Mais l’ayahuasca bénéficie d’un engouement réel. La drogue s’inscrit dans une dimension New Age en visant à « élargir le champ de la conscience ». Anastasio Gonzalez souligne que ces termes se retrouvent justement dans la « psychologie transpersonnelle » pour désigner différents niveaux de conscience, « où l’on peut entrer en contact avec d’autres dimensions, d’autres êtres, par le biais de la consommation de substances à l’action supposément magique ». C’est là le grand « argument de vente » de l’ayahuasca présenté comme facteur de changement.
 

Publicité pour une drogue New Age aux Canaries : entrer en relation avec les esprits…

 
Ce n’est rien d’autre qu’une « forme de manipulation des gens à qui l’on fait croire que le contrôle est réellement externe : si j’arrive à élargir ma conscience et à atteindre le niveau supposé où se trouve mon guide spirituel, le contrôle n’est plus en moi, nous parlons d’un locus de contrôle externe qui sera responsable du changement » – c’est tout le contraire de la psychologie qui cherche à faire assumer le contrôle interne de soi par le sujet.
 
En Espagne, l’utilisation de l’ayahuasca est réglementée et fait l’objet de restrictions pour des raisons de santé publique : en théorie, son usage est réservé à la recherche dans les centres de santé.

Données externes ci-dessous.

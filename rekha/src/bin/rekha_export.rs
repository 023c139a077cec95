//! Export a vector scene as ROS map files.
//!
//! # Usage
//!
//! ```bash
//! rekha-export scenes/office.yaml --output maps/ --raw
//! ```
//!
//! # Output Files
//!
//! - `<name>.pgm`: occupancy image
//! - `<name>.yaml`: map_server metadata
//! - `<name>_planner.npy`: 0/1 obstacle array
//! - `<name>_raw.npy`: unmodified cell values (with `--raw`)

use std::io::Write;
use std::path::PathBuf;

use clap::Parser;

use rekha::io::DirectorySink;
use rekha::{ExportConfig, MapExport, SceneDocument};

#[derive(Parser)]
#[command(name = "rekha-export")]
#[command(about = "Rasterize a vector scene into PGM, YAML and NPY map files")]
struct Args {
    /// Scene file (YAML or JSON)
    scene: PathBuf,

    /// Output directory (overrides the config file)
    #[arg(short, long)]
    output: Option<PathBuf>,

    /// Export config file (default: configs/export.yaml if present)
    #[arg(short, long)]
    config: Option<PathBuf>,

    /// Also write <name>_raw.npy
    #[arg(long)]
    raw: bool,
}

fn main() {
    env_logger::Builder::from_env(env_logger::Env::default().default_filter_or("info"))
        .format(|buf, record| writeln!(buf, "[{}] {}", record.level(), record.args()))
        .init();

    let args = Args::parse();

    if let Err(e) = run(&args) {
        log::error!("Export failed: {}", e);
        std::process::exit(1);
    }
}

fn run(args: &Args) -> Result<(), Box<dyn std::error::Error>> {
    let mut config = match &args.config {
        Some(path) => ExportConfig::load(path)?,
        None => ExportConfig::load_default()?,
    };
    if let Some(dir) = &args.output {
        config.output_dir = dir.display().to_string();
    }
    if args.raw {
        config.write_raw_array = true;
    }

    let scene = SceneDocument::load(&args.scene)?;
    let info = &scene.map_info;
    log::info!(
        "Scene '{}': {}x{} m at {} m/cell, {} objects",
        info.name,
        info.width,
        info.height,
        info.resolution,
        scene.objects.len()
    );

    let export = MapExport::build(info, &scene.objects, &config)?;
    let stats = export.stats();
    let counts = export.grid().count_by_state();
    log::info!(
        "Grid {}x{}: {} occupied, {} free ({} objects rasterized, {} excluded, {} skipped)",
        export.grid().width(),
        export.grid().height(),
        counts.occupied,
        counts.free,
        stats.objects_rasterized,
        stats.objects_excluded,
        stats.objects_degenerate
    );

    let mut sink = DirectorySink::create(&config.output_dir)?;
    export.deliver(&mut sink)?;
    log::info!(
        "Exported {} files to {}",
        export.artifacts().len(),
        sink.dir().display()
    );

    Ok(())
}
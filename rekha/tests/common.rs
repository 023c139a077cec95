//! Shared scenes for integration tests.

#![allow(dead_code)]

use std::f64::consts::FRAC_PI_4;

use rekha::core::WorldPoint;
use rekha::{MapInfo, MapObject, ObjectType, Shape};

/// 10 m x 10 m at 5 cm: 200 x 200 cells.
pub fn office_info() -> MapInfo {
    MapInfo::new("office", 10.0, 10.0, 0.05)
}

fn p(x: f64, y: f64) -> WorldPoint {
    WorldPoint::new(x, y)
}

fn wall(id: &str, center: WorldPoint, width: f64, height: f64) -> MapObject {
    MapObject::new(id, ObjectType::Wall, Shape::rectangle(center, width, height, 0.0))
}

fn obstacle(id: &str, shape: Shape) -> MapObject {
    MapObject::new(id, ObjectType::Obstacle, shape)
}

/// Four walls, some furniture, a robot and a charging landmark.
pub fn office_objects() -> Vec<MapObject> {
    vec![
        wall("wall_s", p(5.0, 0.1), 10.0, 0.2),
        wall("wall_n", p(5.0, 9.9), 10.0, 0.2),
        wall("wall_w", p(0.1, 5.0), 0.2, 10.0),
        wall("wall_e", p(9.9, 5.0), 0.2, 10.0),
        obstacle("table", Shape::circle(p(3.0, 3.0), 0.6)),
        obstacle("sofa", Shape::rectangle(p(7.0, 6.5), 2.0, 0.8, FRAC_PI_4)),
        obstacle(
            "counter",
            Shape::polygon(vec![
                p(1.0, 6.0),
                p(3.0, 6.0),
                p(3.0, 6.6),
                p(1.6, 6.6),
                p(1.6, 8.5),
                p(1.0, 8.5),
            ]),
        ),
        obstacle("plant", Shape::triangle(p(8.0, 1.0), p(9.0, 1.0), p(8.5, 2.0))),
        MapObject::new("robot", ObjectType::Robot, Shape::circle(p(5.0, 5.0), 0.17)),
        MapObject::new("dock", ObjectType::Landmark, Shape::circle(p(0.5, 5.0), 0.2)),
    ]
}

/// Only the objects that never occupy cells.
pub fn non_occupying_objects() -> Vec<MapObject> {
    office_objects()
        .into_iter()
        .filter(|o| matches!(o.object_type, ObjectType::Robot | ObjectType::Landmark))
        .collect()
}

/// Byte offset of pixel data in a PGM produced for `width x height`.
pub fn pgm_data_offset(width: usize, height: usize) -> usize {
    format!("P5\n{} {}\n255\n", width, height).len()
}

/// Header dict of an NPY file.
pub fn npy_header(bytes: &[u8]) -> &str {
    let len = u16::from_le_bytes([bytes[8], bytes[9]]) as usize;
    std::str::from_utf8(&bytes[10..10 + len]).unwrap()
}

/// Data section of an NPY file.
pub fn npy_data(bytes: &[u8]) -> &[u8] {
    let len = u16::from_le_bytes([bytes[8], bytes[9]]) as usize;
    &bytes[10 + len..]
}
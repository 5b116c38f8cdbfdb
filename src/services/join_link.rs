//! Join links and their QR codes.

use qrcode::{EcLevel, QrCode, render::svg};

use crate::error::ServiceError;

const QR_MIN_DIMENSION: u32 = 200;

/// Link participants open to join `pin`, e.g. `http://localhost:8080?pin=123456`.
pub fn join_link(base_url: &str, pin: &str) -> String {
    let separator = if base_url.contains('?') { '&' } else { '?' };
    format!("{base_url}{separator}pin={pin}")
}

/// Render `link` as an SVG QR code. Generated on every call, never cached.
pub fn qr_svg(link: &str) -> Result<String, ServiceError> {
    let code = QrCode::with_error_correction_level(link.as_bytes(), EcLevel::L)
        .map_err(|err| ServiceError::Internal(format!("failed to encode QR code: {err}")))?;

    Ok(code
        .render::<svg::Color<'_>>()
        .min_dimensions(QR_MIN_DIMENSION, QR_MIN_DIMENSION)
        .build())
}
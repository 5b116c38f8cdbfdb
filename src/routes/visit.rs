use axum::{
    Extension, Json, Router,
    body::Body,
    extract::{Query, State},
    http::Request,
    middleware::{self, Next},
    response::Response,
    routing::{get, post, put},
};
use axum_valid::Valid;
use uuid::Uuid;

use crate::{
    dto::visit::{JoinQuery, ModeRequest, VisitResponse},
    error::AppError,
    services::flow_service,
    state::{SharedState, visit::VisitorId},
};

const VISITOR_HEADER: &str = "x-visitor-id";

/// Visitor lifecycle endpoints.
pub fn router(state: SharedState) -> Router<SharedState> {
    Router::new()
        .route("/visits/view", get(current_view))
        .route("/visits/mode", put(select_mode))
        .route_layer(middleware::from_fn_with_state(state, require_visitor))
        .route("/visits", post(open_visit))
}

/// Start a visit, optionally pre-filling the participant PIN from a join link.
#[utoipa::path(
    post,
    path = "/visits",
    tag = "visit",
    params(JoinQuery),
    responses((status = 200, description = "Visit opened", body = VisitResponse))
)]
pub async fn open_visit(
    State(state): State<SharedState>,
    Valid(Query(query)): Valid<Query<JoinQuery>>,
) -> Result<Json<VisitResponse>, AppError> {
    Ok(Json(
        flow_service::open_visit(&state, query.pin.as_deref()).await?,
    ))
}

/// Render the view of the visitor's current mode.
#[utoipa::path(
    get,
    path = "/visits/view",
    tag = "visit",
    params(("X-Visitor-Id" = String, Header, description = "Visitor id returned by POST /visits")),
    responses((status = 200, description = "Current view", body = VisitResponse))
)]
pub async fn current_view(
    State(state): State<SharedState>,
    Extension(VisitorId(id)): Extension<VisitorId>,
) -> Result<Json<VisitResponse>, AppError> {
    Ok(Json(flow_service::current_view(&state, id).await?))
}

/// Switch between participate, create and moderate.
#[utoipa::path(
    put,
    path = "/visits/mode",
    tag = "visit",
    params(("X-Visitor-Id" = String, Header, description = "Visitor id returned by POST /visits")),
    request_body = ModeRequest,
    responses((status = 200, description = "View of the selected mode", body = VisitResponse))
)]
pub async fn select_mode(
    State(state): State<SharedState>,
    Extension(VisitorId(id)): Extension<VisitorId>,
    Valid(Json(payload)): Valid<Json<ModeRequest>>,
) -> Result<Json<VisitResponse>, AppError> {
    Ok(Json(
        flow_service::select_mode(&state, id, payload.mode).await?,
    ))
}

/// Resolve the `X-Visitor-Id` header to a known visitor and expose it as [`VisitorId`].
pub async fn require_visitor(
    State(state): State<SharedState>,
    mut req: Request<Body>,
    next: Next,
) -> Result<Response, AppError> {
    let raw = req
        .headers()
        .get(VISITOR_HEADER)
        .and_then(|value| value.to_str().ok())
        .ok_or_else(|| {
            AppError::Unauthorized("missing visitor header `X-Visitor-Id`".into())
        })?;

    let id = Uuid::parse_str(raw.trim())
        .map_err(|_| AppError::Unauthorized("malformed visitor id".into()))?;
    if !state.has_visitor(id) {
        return Err(AppError::Unauthorized("unknown visitor".into()));
    }

    req.extensions_mut().insert(VisitorId(id));
    Ok(next.run(req).await)
}
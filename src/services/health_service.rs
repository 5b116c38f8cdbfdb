use tracing::warn;

use crate::{dto::health::HealthResponse, state::SharedState};

/// Ping the poll store and report `degraded` when it does not answer.
pub async fn health_status(state: &SharedState) -> HealthResponse {
    match state.store().health_check().await {
        Ok(()) => HealthResponse::ok(),
        Err(err) => {
            warn!(error = %err, "storage health check failed");
            HealthResponse::degraded()
        }
    }
}
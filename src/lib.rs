//! Library crate for live-poll-back, exposing modules for binaries and integration tests.

pub mod config;
pub mod dao;
pub mod dto;
pub mod error;
pub mod routes;
pub mod services;
pub mod state;
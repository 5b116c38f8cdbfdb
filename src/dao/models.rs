use std::time::SystemTime;
use uuid::Uuid;

/// Key under which the moderator credential lives in the config table.
pub const MODERATOR_PASSWORD_KEY: &str = "moderator_password";

/// Poll session persisted by the storage layer. Sessions are never updated.
#[derive(Debug, Clone, PartialEq, Eq)]
pub struct SessionEntity {
    /// Primary key of the session.
    pub id: Uuid,
    /// Six digit code shared with participants.
    pub pin: String,
    /// Question asked to the participants.
    pub question: String,
    /// Creation timestamp.
    pub created_at: SystemTime,
}

/// Participant answer attached to a session.
#[derive(Debug, Clone, PartialEq, Eq)]
pub struct ResponseEntity {
    /// Primary key of the response.
    pub id: Uuid,
    /// Session the response belongs to.
    pub session_id: Uuid,
    /// Trimmed free text. Legacy rows may hold an empty value.
    pub response: String,
    /// Submission timestamp.
    pub created_at: SystemTime,
}
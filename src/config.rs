//! Application-level configuration loading: database location, join link base URL, the
//! default moderator credential and refresh cadence.

use std::{env, fs, io::ErrorKind, path::PathBuf, time::Duration};

use serde::Deserialize;
use tracing::{info, warn};

use crate::services::auth_gate::AuthConfig;

/// Default location on disk where the server looks for the JSON configuration.
const DEFAULT_CONFIG_PATH: &str = "config/app.json";
/// Environment variable that overrides [`DEFAULT_CONFIG_PATH`].
const CONFIG_PATH_ENV: &str = "LIVE_POLL_CONFIG_PATH";
const DATABASE_PATH_ENV: &str = "LIVE_POLL_DATABASE_PATH";
const JOIN_BASE_URL_ENV: &str = "LIVE_POLL_JOIN_BASE_URL";
const MODERATOR_PASSWORD_ENV: &str = "LIVE_POLL_MODERATOR_PASSWORD";

const DEFAULT_DATABASE_PATH: &str = "app_live.db";
const DEFAULT_JOIN_BASE_URL: &str = "http://localhost:8080";
/// Built-in credential seeded on first start when nothing else is configured.
pub const FALLBACK_MODERATOR_PASSWORD: &str = "admin123";
const DEFAULT_AUTO_REFRESH_SECS: u64 = 5;
const DEFAULT_PIN_ATTEMPTS: u32 = 5;
const DEFAULT_VISITOR_IDLE_SECS: u64 = 2 * 60 * 60;

#[derive(Debug, Clone)]
/// Immutable runtime configuration shared across the application.
pub struct AppConfig {
    database_path: PathBuf,
    join_base_url: String,
    default_moderator_password: Option<String>,
    auto_refresh_interval: Duration,
    pin_attempts: u32,
    visitor_idle_timeout: Duration,
}

impl AppConfig {
    /// Load the application configuration from disk and the environment, falling back to
    /// built-in defaults.
    pub fn load() -> Self {
        let path = resolve_config_path();
        let config = match fs::read_to_string(&path) {
            Ok(contents) => match serde_json::from_str::<RawConfig>(&contents) {
                Ok(raw) => {
                    info!(path = %path.display(), "loaded configuration file");
                    raw.into()
                }
                Err(err) => {
                    warn!(
                        path = %path.display(),
                        error = %err,
                        "failed to parse config; falling back to defaults"
                    );
                    Self::default()
                }
            },
            Err(err) if err.kind() == ErrorKind::NotFound => {
                info!(
                    path = %path.display(),
                    "config file not found; using built-in defaults"
                );
                Self::default()
            }
            Err(err) => {
                warn!(
                    path = %path.display(),
                    error = %err,
                    "failed to read config; falling back to defaults"
                );
                Self::default()
            }
        };

        config.with_env_overrides()
    }

    fn with_env_overrides(mut self) -> Self {
        if let Some(path) = non_empty_env(DATABASE_PATH_ENV) {
            self.database_path = PathBuf::from(path);
        }
        if let Some(url) = non_empty_env(JOIN_BASE_URL_ENV) {
            self.join_base_url = url;
        }
        if let Some(password) = non_empty_env(MODERATOR_PASSWORD_ENV) {
            self.default_moderator_password = Some(password);
        }
        self
    }

    /// Override the base URL embedded into join links and QR codes.
    pub fn with_join_base_url(mut self, url: impl Into<String>) -> Self {
        self.join_base_url = url.into();
        self
    }

    /// Override the credential seeded on first start.
    pub fn with_default_moderator_password(mut self, password: impl Into<String>) -> Self {
        self.default_moderator_password = Some(password.into());
        self
    }

    /// Override the delay between two moderator auto-refresh cycles.
    pub fn with_auto_refresh_interval(mut self, interval: Duration) -> Self {
        self.auto_refresh_interval = interval;
        self
    }

    /// Override how long an untouched visitor context is kept.
    pub fn with_visitor_idle_timeout(mut self, timeout: Duration) -> Self {
        self.visitor_idle_timeout = timeout;
        self
    }

    /// Location of the SQLite database file.
    pub fn database_path(&self) -> &PathBuf {
        &self.database_path
    }

    /// Base URL participants open; the PIN is appended as a `pin` query parameter.
    pub fn join_base_url(&self) -> &str {
        &self.join_base_url
    }

    /// Delay between two moderator auto-refresh cycles.
    pub fn auto_refresh_interval(&self) -> Duration {
        self.auto_refresh_interval
    }

    /// Number of PIN candidates tried before session creation gives up.
    pub fn pin_attempts(&self) -> u32 {
        self.pin_attempts
    }

    /// Visitor contexts not touched for this long are evicted.
    pub fn visitor_idle_timeout(&self) -> Duration {
        self.visitor_idle_timeout
    }

    /// Settings handed to the auth gate at construction.
    pub fn auth(&self) -> AuthConfig {
        let default_password = match &self.default_moderator_password {
            Some(password) => password.clone(),
            None => {
                warn!(
                    "no moderator password configured; the built-in default will be seeded \
                     on first start, change it as soon as possible"
                );
                FALLBACK_MODERATOR_PASSWORD.to_string()
            }
        };
        AuthConfig::new(default_password)
    }
}

impl Default for AppConfig {
    fn default() -> Self {
        Self {
            database_path: PathBuf::from(DEFAULT_DATABASE_PATH),
            join_base_url: DEFAULT_JOIN_BASE_URL.to_string(),
            default_moderator_password: None,
            auto_refresh_interval: Duration::from_secs(DEFAULT_AUTO_REFRESH_SECS),
            pin_attempts: DEFAULT_PIN_ATTEMPTS,
            visitor_idle_timeout: Duration::from_secs(DEFAULT_VISITOR_IDLE_SECS),
        }
    }
}

#[derive(Debug, Default, Deserialize)]
#[serde(default)]
/// JSON representation of the configuration file located at [`DEFAULT_CONFIG_PATH`].
struct RawConfig {
    database_path: Option<PathBuf>,
    join_base_url: Option<String>,
    default_moderator_password: Option<String>,
    auto_refresh_interval_secs: Option<u64>,
    pin_attempts: Option<u32>,
    visitor_idle_timeout_secs: Option<u64>,
}

impl From<RawConfig> for AppConfig {
    fn from(value: RawConfig) -> Self {
        let defaults = Self::default();
        Self {
            database_path: value.database_path.unwrap_or(defaults.database_path),
            join_base_url: value.join_base_url.unwrap_or(defaults.join_base_url),
            default_moderator_password: value.default_moderator_password,
            auto_refresh_interval: value
                .auto_refresh_interval_secs
                .filter(|secs| *secs > 0)
                .map(Duration::from_secs)
                .unwrap_or(defaults.auto_refresh_interval),
            pin_attempts: value
                .pin_attempts
                .filter(|attempts| *attempts > 0)
                .unwrap_or(defaults.pin_attempts),
            visitor_idle_timeout: value
                .visitor_idle_timeout_secs
                .filter(|secs| *secs > 0)
                .map(Duration::from_secs)
                .unwrap_or(defaults.visitor_idle_timeout),
        }
    }
}

/// Resolve the configuration path taking the environment override into account.
fn resolve_config_path() -> PathBuf {
    env::var_os(CONFIG_PATH_ENV)
        .map(PathBuf::from)
        .filter(|path| !path.as_os_str().is_empty())
        .unwrap_or_else(|| PathBuf::from(DEFAULT_CONFIG_PATH))
}

fn non_empty_env(name: &str) -> Option<String> {
    env::var(name).ok().filter(|value| !value.trim().is_empty())
}

#[cfg(test)]
mod tests {
    use super::*;

    #[test]
    fn raw_config_fills_missing_fields_with_defaults() {
        let raw: RawConfig =
            serde_json::from_str(r#"{ "join_base_url": "https://poll.example" }"#).unwrap();
        let config = AppConfig::from(raw);

        assert_eq!(config.join_base_url(), "https://poll.example");
        assert_eq!(config.database_path(), &PathBuf::from(DEFAULT_DATABASE_PATH));
        assert_eq!(config.auto_refresh_interval(), Duration::from_secs(5));
        assert_eq!(config.pin_attempts(), 5);
        assert_eq!(config.visitor_idle_timeout(), Duration::from_secs(7200));
    }

    #[test]
    fn idle_timeout_is_read_from_seconds() {
        let raw: RawConfig =
            serde_json::from_str(r#"{ "visitor_idle_timeout_secs": 90 }"#).unwrap();
        assert_eq!(
            AppConfig::from(raw).visitor_idle_timeout(),
            Duration::from_secs(90)
        );
    }

    #[test]
    fn zero_values_are_ignored() {
        let raw: RawConfig =
            serde_json::from_str(r#"{ "auto_refresh_interval_secs": 0, "pin_attempts": 0 }"#)
                .unwrap();
        let config = AppConfig::from(raw);

        assert_eq!(config.auto_refresh_interval(), Duration::from_secs(5));
        assert_eq!(config.pin_attempts(), 5);
    }

    #[test]
    fn configured_password_is_handed_to_auth() {
        let config = AppConfig::default().with_default_moderator_password("s3cret!");
        assert_eq!(config.auth().default_password(), "s3cret!");
    }
}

Gonzalez s’étonne de ce que l’administration ne réagisse pas devant les événements comme celui qui se tient cette semaine aux Canaries, et ce d’autant qu’on attribue à la plante des vertus thérapeutiques qui n’ont rien à voir avec l’utilisation traditionnelle de la plante « dans son contexte originel » par des chamanes, sur laquelle l’expert n’exprime pas d’avis négatif.
 
Ce n’est pas son rôle de poser un jugement de cette sorte. Mais on sait que de nombreux jeunes professionnels se laissent prendre par cette drogue à la mode, comme nous l’avions raconté ici sur Réinformation.tv.
 
En quechua, la langue indigène sud-américaine des régions d’origine de la plante, ayahuasca – une liane – signifie « corde des cadavres ».